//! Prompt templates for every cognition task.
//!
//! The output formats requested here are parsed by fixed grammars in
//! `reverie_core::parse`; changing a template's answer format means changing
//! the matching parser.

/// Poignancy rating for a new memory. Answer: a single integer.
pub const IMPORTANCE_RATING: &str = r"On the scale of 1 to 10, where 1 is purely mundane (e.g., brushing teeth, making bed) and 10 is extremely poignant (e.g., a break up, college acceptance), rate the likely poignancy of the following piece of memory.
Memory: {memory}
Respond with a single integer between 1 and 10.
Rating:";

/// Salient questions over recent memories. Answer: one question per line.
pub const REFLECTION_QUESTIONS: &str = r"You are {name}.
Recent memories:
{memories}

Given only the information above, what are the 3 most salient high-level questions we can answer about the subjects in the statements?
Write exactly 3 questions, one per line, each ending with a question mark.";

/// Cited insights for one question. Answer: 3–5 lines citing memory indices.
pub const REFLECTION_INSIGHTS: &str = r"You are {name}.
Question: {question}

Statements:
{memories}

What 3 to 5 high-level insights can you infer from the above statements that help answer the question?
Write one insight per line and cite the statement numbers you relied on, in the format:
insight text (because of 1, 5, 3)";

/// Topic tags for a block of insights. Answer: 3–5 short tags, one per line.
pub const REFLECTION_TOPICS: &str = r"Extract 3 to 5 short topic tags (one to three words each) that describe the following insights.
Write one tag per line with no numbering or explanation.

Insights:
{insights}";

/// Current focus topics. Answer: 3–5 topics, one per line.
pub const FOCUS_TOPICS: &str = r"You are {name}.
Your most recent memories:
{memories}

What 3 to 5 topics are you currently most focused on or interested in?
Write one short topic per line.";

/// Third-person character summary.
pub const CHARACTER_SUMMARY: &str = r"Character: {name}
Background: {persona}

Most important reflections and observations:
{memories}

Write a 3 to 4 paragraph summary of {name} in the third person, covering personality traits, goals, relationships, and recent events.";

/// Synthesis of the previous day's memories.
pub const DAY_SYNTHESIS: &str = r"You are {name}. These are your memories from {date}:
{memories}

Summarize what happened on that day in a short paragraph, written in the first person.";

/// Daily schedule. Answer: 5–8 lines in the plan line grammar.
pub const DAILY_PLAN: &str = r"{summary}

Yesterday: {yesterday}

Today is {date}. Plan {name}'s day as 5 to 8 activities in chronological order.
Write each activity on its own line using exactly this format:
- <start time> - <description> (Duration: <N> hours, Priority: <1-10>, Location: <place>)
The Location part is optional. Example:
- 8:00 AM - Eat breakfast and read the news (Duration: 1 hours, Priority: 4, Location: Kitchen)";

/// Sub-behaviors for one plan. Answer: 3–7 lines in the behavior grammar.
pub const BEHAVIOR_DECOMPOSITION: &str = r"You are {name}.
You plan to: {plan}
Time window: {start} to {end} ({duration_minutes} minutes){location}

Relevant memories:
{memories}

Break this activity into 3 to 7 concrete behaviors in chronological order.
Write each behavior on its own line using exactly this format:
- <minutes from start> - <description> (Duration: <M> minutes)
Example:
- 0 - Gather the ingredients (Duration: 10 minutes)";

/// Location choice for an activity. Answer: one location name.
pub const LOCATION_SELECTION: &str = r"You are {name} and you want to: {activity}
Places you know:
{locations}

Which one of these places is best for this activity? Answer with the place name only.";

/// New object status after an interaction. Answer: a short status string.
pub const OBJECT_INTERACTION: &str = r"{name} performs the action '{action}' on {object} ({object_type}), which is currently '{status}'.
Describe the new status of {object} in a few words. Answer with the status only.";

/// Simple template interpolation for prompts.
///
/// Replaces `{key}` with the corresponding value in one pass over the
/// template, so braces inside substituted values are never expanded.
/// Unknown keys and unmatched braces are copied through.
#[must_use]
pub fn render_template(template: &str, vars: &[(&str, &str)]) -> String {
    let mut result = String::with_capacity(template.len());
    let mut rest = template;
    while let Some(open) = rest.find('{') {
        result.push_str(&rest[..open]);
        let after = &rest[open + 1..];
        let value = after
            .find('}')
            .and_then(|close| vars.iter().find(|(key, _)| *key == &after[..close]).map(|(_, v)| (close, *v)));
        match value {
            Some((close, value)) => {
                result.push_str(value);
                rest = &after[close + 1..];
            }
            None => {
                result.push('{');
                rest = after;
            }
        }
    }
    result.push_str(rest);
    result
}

....

• _TASK DIRECTIONS_
Retype only the lines running from the top of the listing to the line that holds "pub const REFLECTION_TOPICS: &str", both ends included.

• _ANSWER FOR THIS EXERCISE_
//! Prompt templates for every cognition task.
//!
//! The output formats requested here are parsed by fixed grammars in
//! `reverie_core::parse`; changing a template's answer format means changing
//! the matching parser.

/// Poignancy rating for a new memory. Answer: a single integer.
pub const IMPORTANCE_RATING: &str = r"On the scale of 1 to 10, where 1 is purely mundane (e.g., brushing teeth, making bed) and 10 is extremely poignant (e.g., a break up, college acceptance), rate the likely poignancy of the following piece of memory.
Memory: {memory}
Respond with a single integer between 1 and 10.
Rating:";

/// Salient questions over recent memories. Answer: one question per line.
pub const REFLECTION_QUESTIONS: &str = r"You are {name}.
Recent memories:
{memories}

Given only the information above, what are the 3 most salient high-level questions we can answer about the subjects in the statements?
Write exactly 3 questions, one per line, each ending with a question mark.";

/// Cited insights for one question. Answer: 3–5 lines citing memory indices.
pub const REFLECTION_INSIGHTS: &str = r"You are {name}.
Question: {question}

Statements:
{memories}

What 3 to 5 high-level insights can you infer from the above statements that help answer the question?
Write one insight per line and cite the statement numbers you relied on, in the format:
insight text (because of 1, 5, 3)";

/// Topic tags for a block of insights. Answer: 3–5 short tags, one per line.
pub const REFLECTION_TOPICS: &str = r"Extract 3 to 5 short topic tags (one to three words each) that describe the following insights.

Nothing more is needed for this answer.